By Alexandra Valencia
QUITO, Jan 21 (Reuters) - Ecuador's government said on Friday it was working to set up a private sector tender for the construction, financing and operation of a $3 billion hydroelectric project, which would be the South American nation's largest.
The Santiago project in the Amazonia region, with a capacity of 2,400 megawatts and eight generation units, would take six years to build according to technical studies, the state-run energy company Corporacion Electrica del Ecuador (CELEC) said in a statement.
"The concession would include the financing, design, construction, implementation, administration, operation and maintenance for 30 years of what would be the largest hydroelectrical facility in the history of the country," CELEC said.

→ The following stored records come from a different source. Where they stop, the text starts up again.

//! Configuration wizard.

use crate::{
    libs::{config::Config, messages::Message},
    msg_info, msg_success,
};
use anyhow::Result;
use clap::Args;

#[derive(Debug, Args)]
pub struct InitArgs {
    /// Remove the configuration file instead of writing one
    #[arg(short, long)]
    delete: bool,
}

pub fn cmd(init_args: InitArgs) -> Result<()> {
    if init_args.delete {
        if Config::delete()? {
            msg_success!(Message::ConfigDeleted);
        } else {
            msg_info!(Message::ConfigNotFound);
        }
        return Ok(());
    }

    Config::init()?.save()?;
    msg_success!(Message::ConfigSaved);
    Ok(())
}
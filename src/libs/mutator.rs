//! Optimistic mutation: apply locally, persist in the background, confirm or
//! roll back.
//!
//! Every local change goes through the same contract:
//!
//! 1. Under the state lock, plan the change against the current board, stamp
//!    each affected task with a fresh local version and apply the patches.
//! 2. Release the lock and spawn the remote write. The caller gets a
//!    [`MutationHandle`] straight away; the board already shows the change.
//! 3. On success, adopt the server row unless a newer local change exists.
//! 4. On failure (after one retry), revert to the stamped snapshot unless a
//!    newer local change superseded this one.
//!
//! Writes may finish in any order. Rollback correctness depends only on the
//! version comparison in [`StoreState::rollback`].

use crate::api::RemoteStore;
use crate::libs::board::Board;
use crate::libs::classifier::classify;
use crate::libs::error::{NetworkError, RemoteError, TaskError, ValidationError};
use crate::libs::event::StoreEvent;
use crate::libs::ordering::{self, MovePlan};
use crate::libs::state::{BatchEntry, Stamp, StoreState};
use crate::libs::task::{FieldSet, Task, TaskId, TaskPatch};
use chrono::Utc;
use parking_lot::Mutex;
use std::future::Future;
use std::sync::Arc;
use std::time::Duration;
use tokio::sync::broadcast;
use tokio::task::JoinHandle;

#[derive(Debug, Clone, Copy, PartialEq, Eq)]
pub struct MutatorSettings {
    pub persist_timeout: Duration,
    pub reorder_debounce: Duration,
    pub retry_once: bool,
}

impl Default for MutatorSettings {
    fn default() -> Self {
        Self {
            persist_timeout: Duration::from_millis(8000),
            reorder_debounce: Duration::from_millis(100),
            retry_once: true,
        }
    }
}

/// Completion of a mutation's remote write.
///
/// The local effect is visible before the handle exists; awaiting it only
/// reports how persistence ended. Dropping the handle does not cancel the
/// write.
#[derive(Debug)]
pub struct MutationHandle<T = ()> {
    inner: HandleInner<T>,
}

#[derive(Debug)]
enum HandleInner<T> {
    Ready(Result<T, TaskError>),
    Spawned(JoinHandle<Result<T, TaskError>>),
}

impl<T: Send + 'static> MutationHandle<T> {
    pub fn ready(result: Result<T, TaskError>) -> Self {
        Self { inner: HandleInner::Ready(result) }
    }

    pub fn spawn(future: impl Future<Output = Result<T, TaskError>> + Send + 'static) -> Self {
        Self {
            inner: HandleInner::Spawned(tokio::spawn(future)),
        }
    }

    pub async fn wait(self) -> Result<T, TaskError> {
        match self.inner {
            HandleInner::Ready(result) => result,
            HandleInner::Spawned(handle) => handle.await.map_err(|e| TaskError::Interrupted(e.to_string()))?,
        }
    }

    pub fn is_finished(&self) -> bool {
        match &self.inner {
            HandleInner::Ready(_) => true,
            HandleInner::Spawned(handle) => handle.is_finished(),
        }
    }
}

pub struct OptimisticMutator<R> {
    state: Arc<Mutex<StoreState>>,
    remote: Arc<R>,
    events: broadcast::Sender<StoreEvent>,
    settings: MutatorSettings,
    user_id: Arc<str>,
}

impl<R> Clone for OptimisticMutator<R> {
    fn clone(&self) -> Self {
        Self {
            state: self.state.clone(),
            remote: self.remote.clone(),
            events: self.events.clone(),
            settings: self.settings,
            user_id: self.user_id.clone(),
        }
    }
}

impl<R: RemoteStore> OptimisticMutator<R> {
    pub fn new(state: Arc<Mutex<StoreState>>, remote: Arc<R>, events: broadcast::Sender<StoreEvent>, settings: MutatorSettings, user_id: &str) -> Self {
        Self {
            state,
            remote,
            events,
            settings,
            user_id: Arc::from(user_id),
        }
    }

    pub fn settings(&self) -> MutatorSettings {
        self.settings
    }

    fn emit(&self, event: StoreEvent) {
        let _ = self.events.send(event);
    }

    /// Plans against the current board and applies the result, all under one
    /// lock. Validation errors leave the board untouched.
    fn apply_planned(&self, plan: impl FnOnce(&Board) -> Result<MovePlan, ValidationError>) -> Result<(MovePlan, Vec<Stamp>), TaskError> {
        let mut state = self.state.lock();
        let plan = plan(&state.board)?;
        let now = Utc::now();
        let mut stamps = Vec::with_capacity(plan.patches.len());
        for (task_id, patch) in &plan.patches {
            stamps.push(state.begin(task_id, patch.fields()));
            state.board.apply_patch(task_id, patch, now);
        }
        Ok((plan, stamps))
    }

    /// Applies a planned change and persists each row in turn. The first
    /// failed row rolls back every row of the plan; rows already written are
    /// reverted on the server and the collection is reloaded.
    pub fn submit(&self, plan: impl FnOnce(&Board) -> Result<MovePlan, ValidationError>) -> Result<MutationHandle, TaskError> {
        let (plan, stamps) = self.apply_planned(plan)?;
        if plan.is_empty() {
            return Ok(MutationHandle::ready(Ok(())));
        }
        let task_ids = plan.task_ids();
        tracing::debug!(tasks = ?task_ids, "applied local change");
        self.emit(StoreEvent::Changed { task_ids: task_ids.clone() });

        let mutator = self.clone();
        Ok(MutationHandle::spawn(async move {
            let remote = mutator.remote.clone();
            let mut rows = Vec::with_capacity(plan.patches.len());
            for (index, (task_id, patch)) in plan.patches.iter().enumerate() {
                match persist(mutator.settings, || remote.update_task(task_id, patch)).await {
                    Ok(row) => rows.push(row),
                    Err(error) => {
                        mutator.roll_back(&stamps, error.clone());
                        if index > 0 {
                            mutator.undo_persisted(&plan.patches[..index], &stamps[..index]).await;
                        }
                        return Err(error.into());
                    }
                }
            }

            {
                let mut state = mutator.state.lock();
                for (stamp, row) in stamps.iter().zip(rows) {
                    state.confirm(stamp, Some(row));
                }
            }
            mutator.emit(StoreEvent::Confirmed { task_ids });
            Ok(())
        }))
    }

    /// Places a new task at the end of its section, adds it locally and
    /// persists it with `insert_task`. Returns the task as placed.
    pub fn submit_insert(&self, mut task: Task) -> (Task, MutationHandle<Task>) {
        let stamp = {
            let mut state = self.state.lock();
            task.order = ordering::next_order(&state.board, &classify(&task));
            let stamp = state.begin(&task.id, FieldSet::PLACEMENT);
            state.board.upsert(task.clone());
            stamp
        };
        tracing::debug!(task_id = %task.id, "created task locally");
        self.emit(StoreEvent::Changed { task_ids: vec![task.id.clone()] });

        let placed = task.clone();
        let mutator = self.clone();
        let handle = MutationHandle::spawn(async move {
            let remote = mutator.remote.clone();
            let user_id = mutator.user_id.clone();
            match persist(mutator.settings, || remote.insert_task(&user_id, &task)).await {
                Ok(row) => {
                    mutator.state.lock().confirm(&stamp, Some(row.clone()));
                    mutator.emit(StoreEvent::Confirmed { task_ids: vec![row.id.clone()] });
                    Ok(row)
                }
                Err(error) => {
                    mutator.roll_back(std::slice::from_ref(&stamp), error.clone());
                    Err(error.into())
                }
            }
        });
        (placed, handle)
    }

    /// Removes a task locally, leaving a tombstone, and deletes it remotely.
    /// Resolves to the deleted task so callers can release what it owned.
    pub fn submit_delete(&self, task_id: &str) -> Result<MutationHandle<Task>, TaskError> {
        let task = self.state.lock().tombstone(task_id).ok_or_else(|| ValidationError::UnknownTask(task_id.to_string()))?;
        tracing::debug!(task_id, "deleted task locally");
        self.emit(StoreEvent::Changed { task_ids: vec![task.id.clone()] });

        let mutator = self.clone();
        Ok(MutationHandle::spawn(async move {
            let remote = mutator.remote.clone();
            let result = match persist(mutator.settings, || remote.delete_task(&task.id)).await {
                Err(NetworkError::Failed { source: RemoteError::NotFound(_), .. }) => Ok(()),
                other => other,
            };
            match result {
                Ok(()) => {
                    mutator.state.lock().forget(&task.id);
                    mutator.emit(StoreEvent::Confirmed { task_ids: vec![task.id.clone()] });
                    Ok(task)
                }
                Err(error) => {
                    tracing::warn!(task_id = %task.id, error = %error, "remote delete failed, restoring task");
                    mutator.state.lock().restore(task.clone());
                    mutator.emit(StoreEvent::RolledBack {
                        task_ids: vec![task.id.clone()],
                        error: error.clone().into(),
                    });
                    Err(error.into())
                }
            }
        }))
    }

    /// Applies a reorder at once but holds the write for the debounce window.
    /// Reorders arriving inside the window are coalesced into one write per
    /// task. If the write fails the whole collection is reloaded.
    ///
    /// The handle of a reorder folded into a later one resolves as soon as the
    /// later reorder takes over the batch.
    pub fn submit_debounced(&self, plan: impl FnOnce(&Board) -> Result<MovePlan, ValidationError>) -> Result<MutationHandle, TaskError> {
        let (generation, task_ids) = {
            let mut state = self.state.lock();
            let plan = plan(&state.board)?;
            if plan.is_empty() {
                return Ok(MutationHandle::ready(Ok(())));
            }
            let task_ids = plan.task_ids();
            let now = Utc::now();
            for (task_id, patch) in plan.patches {
                let stamp = state.begin(&task_id, patch.fields());
                state.board.apply_patch(&task_id, &patch, now);
                state.batch.add(stamp, patch);
            }
            state.batch.generation += 1;
            (state.batch.generation, task_ids)
        };
        self.emit(StoreEvent::Changed { task_ids });

        let mutator = self.clone();
        Ok(MutationHandle::spawn(async move {
            tokio::time::sleep(mutator.settings.reorder_debounce).await;
            let entries = {
                let mut state = mutator.state.lock();
                if state.batch.generation != generation {
                    return Ok(());
                }
                std::mem::take(&mut state.batch.entries)
            };
            mutator.flush(entries).await
        }))
    }

    async fn flush(&self, entries: Vec<BatchEntry>) -> Result<(), TaskError> {
        tracing::debug!(tasks = entries.len(), "flushing batched reorder");
        let remote = self.remote.clone();
        let mut rows = Vec::with_capacity(entries.len());
        for entry in &entries {
            match persist(self.settings, || remote.update_task(&entry.task_id, &entry.patch)).await {
                Ok(row) => rows.push(row),
                Err(error) => {
                    tracing::warn!(error = %error, "batched reorder failed, reloading all tasks");
                    let stamps: Vec<Stamp> = entries.iter().flat_map(|e| e.stamps.iter().cloned()).collect();
                    self.roll_back(&stamps, error.clone());
                    if let Err(reload_error) = self.reload().await {
                        self.emit(StoreEvent::SyncFailed(reload_error));
                    }
                    return Err(error.into());
                }
            }
        }

        let task_ids: Vec<TaskId> = entries.iter().map(|e| e.task_id.clone()).collect();
        {
            let mut state = self.state.lock();
            for (entry, row) in entries.iter().zip(rows) {
                for stamp in &entry.stamps {
                    state.confirm(stamp, Some(row.clone()));
                }
            }
        }
        self.emit(StoreEvent::Confirmed { task_ids });
        Ok(())
    }

    /// Writes the previous values back for the rows of a plan that reached the
    /// server before a later row failed, then reloads everything.
    async fn undo_persisted(&self, patches: &[(TaskId, TaskPatch)], stamps: &[Stamp]) {
        tracing::warn!(tasks = patches.len(), "change was only partly persisted, undoing written rows");
        for ((task_id, patch), stamp) in patches.iter().zip(stamps) {
            let Some(before) = &stamp.snapshot else {
                continue;
            };
            let undo = TaskPatch::diff(&patch.applied(before), before);
            if undo.is_empty() {
                continue;
            }
            if let Err(error) = persist(self.settings, || self.remote.update_task(task_id, &undo)).await {
                tracing::warn!(task_id = %task_id, error = %error, "could not undo persisted row");
            }
        }
        if let Err(error) = self.reload().await {
            self.emit(StoreEvent::SyncFailed(error));
        }
    }

    /// Replaces the whole collection with a fresh remote read.
    pub async fn reload(&self) -> Result<usize, TaskError> {
        let rows = self.remote.read_tasks(&self.user_id).await.map_err(NetworkError::Read)?;
        let count = rows.len();
        let conflicts = self.state.lock().replace_all(rows);
        for conflict in conflicts {
            tracing::warn!(%conflict, "remote data exceeds the Big Three limit");
            self.emit(StoreEvent::Conflict(conflict));
        }
        self.emit(StoreEvent::Reloaded { tasks: count });
        Ok(count)
    }

    fn roll_back(&self, stamps: &[Stamp], error: NetworkError) {
        let reverted: Vec<TaskId> = {
            let mut state = self.state.lock();
            stamps.iter().rev().filter(|stamp| state.rollback(stamp)).map(|stamp| stamp.task_id.clone()).collect()
        };
        tracing::warn!(tasks = ?reverted, error = %error, "persisting change failed, rolled back");
        self.emit(StoreEvent::RolledBack {
            task_ids: reverted,
            error: error.into(),
        });
    }
}

/// Runs one remote write with the configured timeout, retrying once on
/// failure. A write that outlives the timeout counts as failed; its late
/// result is dropped with the future.
async fn persist<T, F, Fut>(settings: MutatorSettings, mut call: F) -> Result<T, NetworkError>
where
    F: FnMut() -> Fut,
    Fut: Future<Output = Result<T, RemoteError>>,
{
    let attempts = if settings.retry_once { 2 } else { 1 };
    let mut last_error = NetworkError::Timeout(settings.persist_timeout);
    for attempt in 1..=attempts {
        match tokio::time::timeout(settings.persist_timeout, call()).await {
            Ok(Ok(value)) => return Ok(value),
            Ok(Err(source)) => {
                tracing::debug!(attempt, error = %source, "remote write failed");
                last_error = NetworkError::Failed { attempts: attempt, source };
            }
            Err(_) => {
                tracing::debug!(attempt, "remote write timed out");
                last_error = NetworkError::Timeout(settings.persist_timeout);
            }
        }
    }
    Err(last_error)
}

The first step is the hiring of a specialized firm to set up the tender within 18 months, the statement added.
The project, delayed for several years because of lack of public financing, would allow Ecuador to increase energy exports to neighbors Peru and Colombia, it added.
Ecuador's conservative President Guillermo Lasso, a former banker, is seeking to revive the COVID-hit economy through increased foreign investment in sectors like energy, electricity and mining.
Coca Codo Sinclair, with a capacity of 1,500 megawatts, is Ecuador's largest hydroelectric facility but technical failures have impeded its operations.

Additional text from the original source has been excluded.